Actor Grant, as usual, is the mainstay of the show. He is the only funnyman in movie history who has maintained himself for close to 30 years as a ranking romantic star. He wears only one expression: the bland mask of drawing-room comedy. He plays only one part: the well-pressed, elegantly laundered masculine existence that suddenly finds itself splashed by love's old sweet ketchup. About that situation Grant has nothing important to say, no social or moral message to deliver. He creates in a vacuum of values; he is a technician only—but he is a technician of genius.

A Breath of Scandal (Paramount). "Didn't your father inherit part of Poland?" "Mmm. Lost it at Monte Carlo." "Never mind. I hear it wasn't the best part." Olympia, the palace farce by Ferenc Molnar on which this film is based, was loaded with that sort of charmingly phony antechamber chatter — Molnar liked to write as though he got it straight from the Habsburg lip. Unhappily, Breath of Scandal has inherited only a small part (and not necessarily the best part) of Molnar's small talk while retaining the only elements of his silly little operetta plot. In the picture, Habsburg princess (Sophia Loren) meets Pittsburgh peasant (John Gavin) instead of hussar.

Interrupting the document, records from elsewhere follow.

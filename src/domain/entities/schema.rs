use std::collections::{BTreeMap, BTreeSet};

/// How a column is presented by the grid.
#[derive(Debug, Clone, Copy, PartialEq, Eq, Default)]
pub enum ColumnKind {
    #[default]
    Plain,
    Link,
}

#[derive(Debug, Clone, PartialEq, Eq)]
pub struct ColumnDef {
    pub id: &'static str,
    pub display_name: &'static str,
    pub kind: ColumnKind,
}

impl ColumnDef {
    pub const fn plain(id: &'static str, display_name: &'static str) -> Self {
        Self {
            id,
            display_name,
            kind: ColumnKind::Plain,
        }
    }

    pub const fn link(id: &'static str, display_name: &'static str) -> Self {
        Self {
            id,
            display_name,
            kind: ColumnKind::Link,
        }
    }
}

#[derive(Debug, Clone, Copy, PartialEq, Eq)]
pub enum MatchMode {
    Exact,
    Substring,
}

#[derive(Debug, Clone, PartialEq, Eq)]
pub enum FilterDescriptor {
    Categorical {
        id: &'static str,
        column: &'static str,
        match_mode: MatchMode,
        label: &'static str,
        placeholder: &'static str,
    },
    FreeText {
        id: &'static str,
        column: &'static str,
        label: &'static str,
        placeholder: &'static str,
    },
    Range {
        min_id: &'static str,
        max_id: &'static str,
        column: &'static str,
        labels: (&'static str, &'static str),
        placeholders: (&'static str, &'static str),
    },
}

impl FilterDescriptor {
    pub fn column(&self) -> &'static str {
        match self {
            FilterDescriptor::Categorical { column, .. }
            | FilterDescriptor::FreeText { column, .. }
            | FilterDescriptor::Range { column, .. } => *column,
        }
    }

    /// Control ids this filter owns in the UI state, one for categorical and
    /// text filters, two for ranges.
    pub fn control_ids(&self) -> Vec<&'static str> {
        match self {
            FilterDescriptor::Categorical { id, .. } | FilterDescriptor::FreeText { id, .. } => {
                vec![*id]
            }
            FilterDescriptor::Range { min_id, max_id, .. } => vec![*min_id, *max_id],
        }
    }

    /// Key under which the normalized value of this filter is stored.
    pub fn value_key(&self) -> &'static str {
        match self {
            FilterDescriptor::Categorical { id, .. } | FilterDescriptor::FreeText { id, .. } => *id,
            FilterDescriptor::Range { min_id, .. } => *min_id,
        }
    }
}

#[derive(Debug, Clone, PartialEq, Eq)]
pub struct DatasetSchema {
    pub key: &'static str,
    pub label: &'static str,
    pub relation_name: &'static str,
    pub order_by: Vec<&'static str>,
    pub columns: Vec<ColumnDef>,
    pub filters: Vec<FilterDescriptor>,
    pub default_filter_values: BTreeMap<&'static str, BTreeSet<String>>,
}

impl DatasetSchema {
    pub fn column(&self, id: &str) -> Option<&ColumnDef> {
        self.columns.iter().find(|column| column.id == id)
    }

    pub fn has_column(&self, id: &str) -> bool {
        self.column(id).is_some()
    }

    pub fn column_ids(&self) -> Vec<String> {
        self.columns.iter().map(|column| column.id.to_string()).collect()
    }

    pub fn defaults_for(&self, filter_id: &str) -> BTreeSet<String> {
        self.default_filter_values
            .get(filter_id)
            .cloned()
            .unwrap_or_default()
    }

    /// Keeps the ids that name declared columns, in declaration order.
    pub fn in_schema_order<S: AsRef<str>>(&self, ids: &[S]) -> Vec<String> {
        self.columns
            .iter()
            .filter(|column| ids.iter().any(|id| id.as_ref() == column.id))
            .map(|column| column.id.to_string())
            .collect()
    }
}

#[cfg(test)]
mod tests {
    use super::*;

    fn sample() -> DatasetSchema {
        DatasetSchema {
            key: "sample",
            label: "Sample",
            relation_name: "sample",
            order_by: vec!["a"],
            columns: vec![
                ColumnDef::plain("a", "A"),
                ColumnDef::plain("b", "B"),
                ColumnDef::link("c", "C"),
            ],
            filters: vec![FilterDescriptor::Range {
                min_id: "s-min",
                max_id: "s-max",
                column: "b",
                labels: ("min", "max"),
                placeholders: ("", ""),
            }],
            default_filter_values: BTreeMap::new(),
        }
    }

    #[test]
    fn in_schema_order_drops_unknown_ids_and_reorders() {
        let schema = sample();

        let ordered = schema.in_schema_order(&["c", "zzz", "a"]);

        assert_eq!(ordered, vec!["a".to_string(), "c".to_string()]);
    }

    #[test]
    fn range_filter_owns_two_controls() {
        let schema = sample();

        assert_eq!(schema.filters[0].control_ids(), vec!["s-min", "s-max"]);
        assert_eq!(schema.filters[0].value_key(), "s-min");
        assert_eq!(schema.filters[0].column(), "b");
    }
}
/// Options whose text contains the search term, ignoring case. A blank term
/// keeps everything.
pub fn matching_options<'a>(options: &'a [String], term: &str) -> Vec<&'a String> {
    let needle = term.trim().to_lowercase();
    options
        .iter()
        .filter(|option| needle.is_empty() || option.to_lowercase().contains(&needle))
        .collect()
}

/// Line shown under a multi-select box.
pub fn status_text(total: usize, visible: usize, term: &str, selected: usize) -> String {
    if total == 0 {
        return "Nenhum resultado".to_string();
    }
    let term = term.trim();
    let term_text = if term.is_empty() {
        String::new()
    } else {
        format!(" para \"{term}\"")
    };
    format!("Mostrando {visible}/{total}{term_text} • Selecionados {selected}")
}

/// Render key of a multi-select box. Changes on every clear so the box
/// remounts with an empty search term.
pub fn box_key(filter_id: &str, clear_revision: u64) -> String {
    format!("{filter_id}#{clear_revision}")
}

Anyhow, the color is peachy-keen and the sets are magnificent ; Scandal was shot on location in five Austrian palaces (Belvedere, Hofburg, Kreuzenstein, Pallavicini, Schönbrunn). Maurice Chevalier is bearable, and Isabel Jeans, as Sophia's sappy-sophisticated mother, almost makes up for the unfortunate presence of John Gavin, an actor who looks as though he ought to be called Soapstone Hudson.